Dr Christoph Korn | Modelling multistep reward-based decisions and social learning about other persons’ character traits

Guest Lecture

  • Date: Jun 7, 2019
  • Time: 11:00 AM - 12:00 PM (Local Time Germany)
  • Speaker: Dr Christoph Korn
  • Institute of Systems Neuroscience, University Clinic Hamburg-Eppendorf, Germany
  • Location: MPI for Human Cognitive and Brain Sciences
  • Room: Wilhelm Wundt Room (A400)
Social interactions pose many challenges for human decision-making and learning. Here, I focus on two pertinent aspects: First, many social encounters require decisions between uncertain alternatives for the near and far future. Second, getting to know another person entails learning the character traits of that person. However, formal models that adequately capture the neuro-cognitive mechanisms of such complex decision-making and learning processes are lacking.

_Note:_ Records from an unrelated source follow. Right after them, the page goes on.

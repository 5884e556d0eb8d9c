//! Audio engine
//!
//! Owns the single platform audio resource and the transient mapping that
//! feeds it. Everything that touches the resource goes through here.
//!
//! Two pieces of bookkeeping matter:
//! - **Load generation**: every `load` bumps a counter; a load that finishes
//!   after a newer one started reports [`PlaybackError::Superseded`] and
//!   leaves the newer source alone.
//! - **Protection window**: some platforms emit a pause right after an
//!   autoplay attempt. Within the window after a successful `play`, an
//!   unrequested platform pause triggers one silent re-play, and explicit
//!   `pause()` calls are ignored. Best-effort only.

use crate::backend::{AudioBackend, PlayRejection};
use crate::decoder::AudioPayload;
use crate::error::{PlaybackError, Result};
use crate::events::{EventObserver, ObserverId, ObserverRegistry, PlatformEvent, PlaybackEvent};
use crate::types::{clamp_volume, PlaybackConfig};
use std::sync::{Arc, Mutex, MutexGuard, PoisonError};
use std::time::Duration;
use tokio::sync::mpsc::{self, UnboundedReceiver};
use tokio::time::Instant;
use tracing::{debug, info, warn};

/// Engine timing knobs
#[derive(Debug, Clone, Copy, PartialEq, Eq)]
pub struct EngineConfig {
    /// Spurious-pause protection after `play()`; zero disables it
    pub protection_window: Duration,

    /// Delay before re-playing after a spurious pause
    pub replay_delay: Duration,
}

impl Default for EngineConfig {
    fn default() -> Self {
        Self {
            protection_window: Duration::from_millis(500),
            replay_delay: Duration::from_millis(100),
        }
    }
}

impl From<&PlaybackConfig> for EngineConfig {
    fn from(config: &PlaybackConfig) -> Self {
        Self {
            protection_window: config.protection_window(),
            replay_delay: config.replay_delay(),
        }
    }
}

/// Source currently assigned to the resource
#[derive(Debug)]
struct ActiveSource {
    generation: u64,
    object_url: String,
}

struct EngineState {
    initialized: bool,
    generation: u64,
    active: Option<ActiveSource>,

    /// When the last successful `play()` was issued
    last_play: Option<Instant>,

    /// An explicit pause went through since the last play
    pause_requested: bool,

    /// The one silent re-play for this play has been used
    replay_attempted: bool,

    observers: ObserverRegistry,
}

/// Owner of the single platform audio resource
pub struct AudioEngine {
    backend: Box<dyn AudioBackend>,
    config: EngineConfig,
    state: Mutex<EngineState>,
    platform_events: tokio::sync::Mutex<UnboundedReceiver<PlatformEvent>>,
}

impl AudioEngine {
    /// Take ownership of a backend and bring it to an audible default
    pub fn new(backend: Box<dyn AudioBackend>, config: EngineConfig) -> Self {
        backend.set_volume(1.0);
        backend.set_muted(false);

        let (sink, platform_events) = mpsc::unbounded_channel();
        backend.attach_event_sink(sink);

        Self {
            backend,
            config,
            platform_events: tokio::sync::Mutex::new(platform_events),
            state: Mutex::new(EngineState {
                initialized: true,
                generation: 0,
                active: None,
                last_play: None,
                pause_requested: false,
                replay_attempted: false,
                observers: ObserverRegistry::default(),
            }),
        }
    }

    fn lock(&self) -> MutexGuard<'_, EngineState> {
        self.state.lock().unwrap_or_else(PoisonError::into_inner)
    }

    fn lock_initialized(&self) -> Result<MutexGuard<'_, EngineState>> {
        let state = self.lock();
        if state.initialized {
            Ok(state)
        } else {
            Err(PlaybackError::EngineNotInitialized)
        }
    }

    fn within_protection_window(&self, state: &EngineState) -> bool {
        state
            .last_play
            .is_some_and(|at| at.elapsed() < self.config.protection_window)
    }

    // ===== Source =====

    /// Load a validated payload, replacing whatever was loaded before
    ///
    /// The previous mapping is revoked before the new one is created, so at
    /// most one mapping is ever alive. Resolves once the platform can play
    /// the source.
    pub async fn load(&self, payload: &AudioPayload) -> Result<()> {
        let (generation, object_url) = {
            let mut state = self.lock_initialized()?;

            if !self.backend.is_paused() {
                self.backend.pause();
            }

            state.generation += 1;
            if let Some(previous) = state.active.take() {
                self.backend.revoke_object_url(&previous.object_url);
            }

            let object_url = self.backend.create_object_url(payload);
            state.active = Some(ActiveSource {
                generation: state.generation,
                object_url: object_url.clone(),
            });

            // A fresh load closes any protection window left by the last play.
            state.last_play = None;
            state.pause_requested = false;

            (state.generation, object_url)
        };

        debug!(
            generation,
            format = ?payload.format(),
            size = payload.len(),
            "Loading audio source"
        );

        let outcome = self.backend.load(&object_url).await;

        let mut state = self.lock();
        if state.generation != generation {
            debug!(
                generation,
                current = state.generation,
                "Ignoring completion of superseded load"
            );
            return Err(PlaybackError::Superseded);
        }

        match outcome {
            Ok(()) => {
                info!(generation, "Audio source ready");
                Ok(())
            }
            Err(reason) => {
                warn!(generation, %reason, "Audio source failed to load");
                if let Some(active) = state.active.take() {
                    self.backend.revoke_object_url(&active.object_url);
                }
                self.backend.clear_source();
                Err(PlaybackError::LoadFailed(reason))
            }
        }
    }

    /// Detach the current source and revoke its mapping
    ///
    /// Any load still in flight completes as superseded.
    pub fn unload(&self) -> Result<()> {
        let mut state = self.lock_initialized()?;

        if !self.backend.is_paused() {
            self.backend.pause();
        }

        state.generation += 1;
        if let Some(active) = state.active.take() {
            self.backend.revoke_object_url(&active.object_url);
        }
        self.backend.clear_source();
        state.last_play = None;
        state.pause_requested = false;

        debug!(generation = state.generation, "Audio source unloaded");
        Ok(())
    }

    /// Generation of the most recent load (0 before the first)
    pub fn generation(&self) -> u64 {
        self.lock().generation
    }

    /// Whether the resource has a source assigned
    pub fn has_source(&self) -> bool {
        self.lock().active.is_some() && self.backend.has_source()
    }

    // ===== Transport =====

    /// Start playback
    ///
    /// Waits for one readiness signal if buffering is insufficient, then
    /// tries once. Autoplay refusals come back as
    /// [`PlaybackError::PlaybackBlocked`].
    pub async fn play(&self) -> Result<()> {
        let generation = {
            let state = self.lock_initialized()?;
            if state.active.is_none() || !self.backend.has_source() {
                return Err(PlaybackError::NoAudioSource);
            }

            if self.backend.volume() <= 0.0 {
                self.backend.set_volume(1.0);
            }
            if self.backend.is_muted() {
                self.backend.set_muted(false);
            }
            state.generation
        };

        if !self.backend.has_enough_data() {
            debug!(generation, "Waiting for buffered data before playing");
            self.backend
                .wait_for_data()
                .await
                .map_err(PlaybackError::LoadFailed)?;

            if self.lock_initialized()?.generation != generation {
                return Err(PlaybackError::Superseded);
            }
        }

        {
            let mut state = self.lock();
            state.last_play = Some(Instant::now());
            state.pause_requested = false;
            state.replay_attempted = false;
        }

        match self.backend.play().await {
            Ok(()) => {
                debug!(generation, "Playback started");
                Ok(())
            }
            Err(rejection) => {
                self.lock().last_play = None;
                match rejection {
                    PlayRejection::NotAllowed(reason) => {
                        warn!(%reason, "Playback blocked, waiting for user gesture");
                        Err(PlaybackError::PlaybackBlocked(reason))
                    }
                    PlayRejection::Failed(reason) => {
                        warn!(%reason, "Playback failed");
                        Err(PlaybackError::PlayFailed(reason))
                    }
                }
            }
        }
    }

    /// Pause playback
    ///
    /// No-op when already paused, and ignored inside the protection window.
    pub fn pause(&self) -> Result<()> {
        let mut state = self.lock_initialized()?;

        if self.backend.is_paused() {
            return Ok(());
        }

        if self.within_protection_window(&state) {
            debug!("Pause suppressed inside protection window");
            return Ok(());
        }

        state.pause_requested = true;
        self.backend.pause();
        Ok(())
    }

    pub fn is_paused(&self) -> bool {
        self.backend.is_paused()
    }

    // ===== Position & Volume =====

    /// Seek to a position in seconds (negative positions clamp to 0)
    pub fn seek(&self, time: f64) -> Result<()> {
        let _state = self.lock_initialized()?;
        let time = if time.is_finite() { time.max(0.0) } else { 0.0 };
        self.backend.set_current_time(time);
        Ok(())
    }

    /// Set volume, clamped to [0, 1]; returns the applied value
    pub fn set_volume(&self, volume: f64) -> Result<f64> {
        let _state = self.lock_initialized()?;
        let volume = clamp_volume(volume);
        self.backend.set_volume(volume);
        Ok(volume)
    }

    pub fn volume(&self) -> f64 {
        finite_or_zero(self.backend.volume())
    }

    /// Current position in seconds (0 when unknown)
    pub fn current_time(&self) -> f64 {
        finite_or_zero(self.backend.current_time())
    }

    /// Duration in seconds (0 when unknown)
    pub fn duration(&self) -> f64 {
        finite_or_zero(self.backend.duration())
    }

    // ===== Events =====

    /// Register an observer for [`PlaybackEvent`]s
    pub fn subscribe(&self, observer: Arc<dyn EventObserver>) -> ObserverId {
        self.lock().observers.subscribe(observer)
    }

    /// Remove an observer; `false` if it was not registered
    pub fn unsubscribe(&self, id: ObserverId) -> bool {
        self.lock().observers.unsubscribe(id)
    }

    pub fn observer_count(&self) -> usize {
        self.lock().observers.len()
    }

    /// Feed a signal from the platform resource into the engine
    ///
    /// Translates it into a [`PlaybackEvent`] for observers. Pause signals
    /// are not published; they only drive the protection window.
    pub async fn handle_platform_event(&self, event: PlatformEvent) {
        let published = match event {
            PlatformEvent::DurationChange(duration) => PlaybackEvent::DurationChange {
                duration: finite_or_zero(duration),
            },
            PlatformEvent::CanPlay => PlaybackEvent::CanPlay,
            PlatformEvent::TimeUpdate(time) => PlaybackEvent::TimeUpdate {
                current_time: finite_or_zero(time),
            },
            PlatformEvent::Ended => PlaybackEvent::Ended,
            PlatformEvent::Error(message) => {
                warn!(%message, "Audio resource reported an error");
                PlaybackEvent::Error { message }
            }
            PlatformEvent::Pause => {
                self.handle_platform_pause().await;
                return;
            }
        };

        self.dispatch(&published);
    }

    /// Handle every signal the backend has pushed so far; returns how many
    pub async fn pump_platform_events(&self) -> usize {
        let mut receiver = self.platform_events.lock().await;
        let mut handled = 0;
        while let Ok(event) = receiver.try_recv() {
            self.handle_platform_event(event).await;
            handled += 1;
        }
        handled
    }

    /// Wait for the next signal the backend pushes
    ///
    /// `None` once the backend has dropped its sink. Cancel-safe; the caller
    /// hands the signal to [`handle_platform_event`](Self::handle_platform_event).
    pub async fn next_platform_event(&self) -> Option<PlatformEvent> {
        self.platform_events.lock().await.recv().await
    }

    fn dispatch(&self, event: &PlaybackEvent) {
        let observers = {
            let state = self.lock();
            if !state.initialized {
                return;
            }
            state.observers.snapshot()
        };
        for observer in observers {
            observer.on_event(event);
        }
    }

    async fn handle_platform_pause(&self) {
        let generation = {
            let mut state = self.lock();
            if !state.initialized
                || state.pause_requested
                || state.replay_attempted
                || !self.within_protection_window(&state)
            {
                return;
            }
            state.replay_attempted = true;
            state.generation
        };

        warn!("Unrequested pause inside protection window, retrying playback");
        tokio::time::sleep(self.config.replay_delay).await;

        {
            let state = self.lock();
            if !state.initialized || state.generation != generation || state.pause_requested {
                return;
            }
        }

        if self.backend.is_paused() {
            if let Err(rejection) = self.backend.play().await {
                debug!(?rejection, "Silent re-play after spurious pause failed");
            }
        }
    }

    // ===== Teardown =====

    /// Release the resource, revoke the mapping and drop all observers
    ///
    /// Any load still in flight completes as superseded. Every later call
    /// fails with [`PlaybackError::EngineNotInitialized`].
    pub fn destroy(&self) {
        let mut state = self.lock();
        if !state.initialized {
            return;
        }

        self.backend.pause();
        self.backend.clear_source();
        if let Some(active) = state.active.take() {
            self.backend.revoke_object_url(&active.object_url);
        }
        state.observers.clear();
        state.generation += 1;
        state.last_play = None;
        state.initialized = false;
        info!("Audio engine destroyed");
    }

    pub fn is_initialized(&self) -> bool {
        self.lock().initialized
    }
}

fn finite_or_zero(value: f64) -> f64 {
    if value.is_finite() {
        value.max(0.0)
    } else {
        0.0
    }
}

In the first part of the talk, I will present a series of partly published studies that show how humans combine optimal and heuristic policies to maximize rewards in non-social multistep decision scenarios. Results obtained from behavioral modelling and functional neuroimaging suggest a role of the medial prefrontal cortex in the computation of the employed policies and of the uncertainty associated with relying on these policies. To conclude the first part of the talk, I will discuss the relevance of these findings for multistep decisions in social contexts.

In the second part of the talk, I will describe unpublished experiments that outline how humans update their estimation of other persons’ character traits (e.g., how polite, helpful, and reliable is another person?). The best-fitting models combine principles derived from reinforcement learning algorithms with participants’ world knowledge about the distributions and interrelations of different character traits. Re-analyses of a published functional neuroimaging dataset show that these interrelations between character traits are represented in the medial prefrontal cortex.

Taken together, the to-be-presented projects aim at providing neuro-computational accounts of decision-making and learning processes that are integral to successful social cognition.